Task goal :: In this exercise, return each entry exactly as given.
---------- Extracted entries ----------
use super::{Preference, PreferenceTable, INTERNAL_FIELD_PREFIX, WILDCARD};
use crate::error::ProcessorError;
use regex::Regex;

/// Resolves ACF field names against a [`PreferenceTable`].
///
/// Exact names win over wildcard patterns. Among wildcard patterns the first
/// one in table order that matches the whole name wins, so overlapping
/// patterns resolve by position rather than specificity.
#[derive(Debug)]
pub struct FieldResolver<'a> {
    table: &'a PreferenceTable,
    wildcards: Vec<(Regex, Preference)>,
}

impl<'a> FieldResolver<'a> {
    pub fn new(table: &'a PreferenceTable) -> Result<Self, ProcessorError> {
        let wildcards = table
            .wildcards()
            .map(|(pattern, preference)| Ok((wildcard_regex(pattern)?, preference)))
            .collect::<Result<Vec<_>, ProcessorError>>()?;
        tracing::debug!(
            "Compiled {} wildcard pattern(s) out of {} entries",
            wildcards.len(),
            table.len()
        );
        Ok(Self { table, wildcards })
    }

    pub fn resolve(&self, field_name: &str) -> Option<Preference> {
        if is_internal_field(field_name) {
            return None;
        }

        if let Some(preference) = self.table.get(field_name) {
            return Some(preference);
        }

        self.wildcards
            .iter()
            .find(|(regex, _)| regex.is_match(field_name))
            .map(|(_, preference)| *preference)
    }
}

pub(crate) fn is_internal_field(field_name: &str) -> bool {
    field_name.starts_with(INTERNAL_FIELD_PREFIX)
}

/// Turn `rows_%_title` into `^rows_[0-9]+_title$`. Everything outside the
/// wildcard is matched literally.
fn wildcard_regex(pattern: &str) -> Result<Regex, ProcessorError> {
    let body = pattern
        .split(WILDCARD)
        .map(regex::escape)
        .collect::<Vec<_>>()
        .join("[0-9]+");
    Ok(Regex::new(&format!("^{}$", body))?)
}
----------
Task solution ::
use super::{Preference, PreferenceTable, INTERNAL_FIELD_PREFIX, WILDCARD};
use crate::error::ProcessorError;
use regex::Regex;

/// Resolves ACF field names against a [`PreferenceTable`].
///
/// Exact names win over wildcard patterns. Among wildcard patterns the first
/// one in table order that matches the whole name wins, so overlapping
/// patterns resolve by position rather than specificity.
#[derive(Debug)]
pub struct FieldResolver<'a> {
    table: &'a PreferenceTable,
    wildcards: Vec<(Regex, Preference)>,
}

impl<'a> FieldResolver<'a> {
    pub fn new(table: &'a PreferenceTable) -> Result<Self, ProcessorError> {
        let wildcards = table
            .wildcards()
            .map(|(pattern, preference)| Ok((wildcard_regex(pattern)?, preference)))
            .collect::<Result<Vec<_>, ProcessorError>>()?;
        tracing::debug!(
            "Compiled {} wildcard pattern(s) out of {} entries",
            wildcards.len(),
            table.len()
        );
        Ok(Self { table, wildcards })
    }

    pub fn resolve(&self, field_name: &str) -> Option<Preference> {
        if is_internal_field(field_name) {
            return None;
        }

        if let Some(preference) = self.table.get(field_name) {
            return Some(preference);
        }

        self.wildcards
            .iter()
            .find(|(regex, _)| regex.is_match(field_name))
            .map(|(_, preference)| *preference)
    }
}

pub(crate) fn is_internal_field(field_name: &str) -> bool {
    field_name.starts_with(INTERNAL_FIELD_PREFIX)
}

/// Turn `rows_%_title` into `^rows_[0-9]+_title$`. Everything outside the
/// wildcard is matched literally.
fn wildcard_regex(pattern: &str) -> Result<Regex, ProcessorError> {
    let body = pattern
        .split(WILDCARD)
        .map(regex::escape)
        .collect::<Vec<_>>()
        .join("[0-9]+");
    Ok(Regex::new(&format!("^{}$", body))?)
}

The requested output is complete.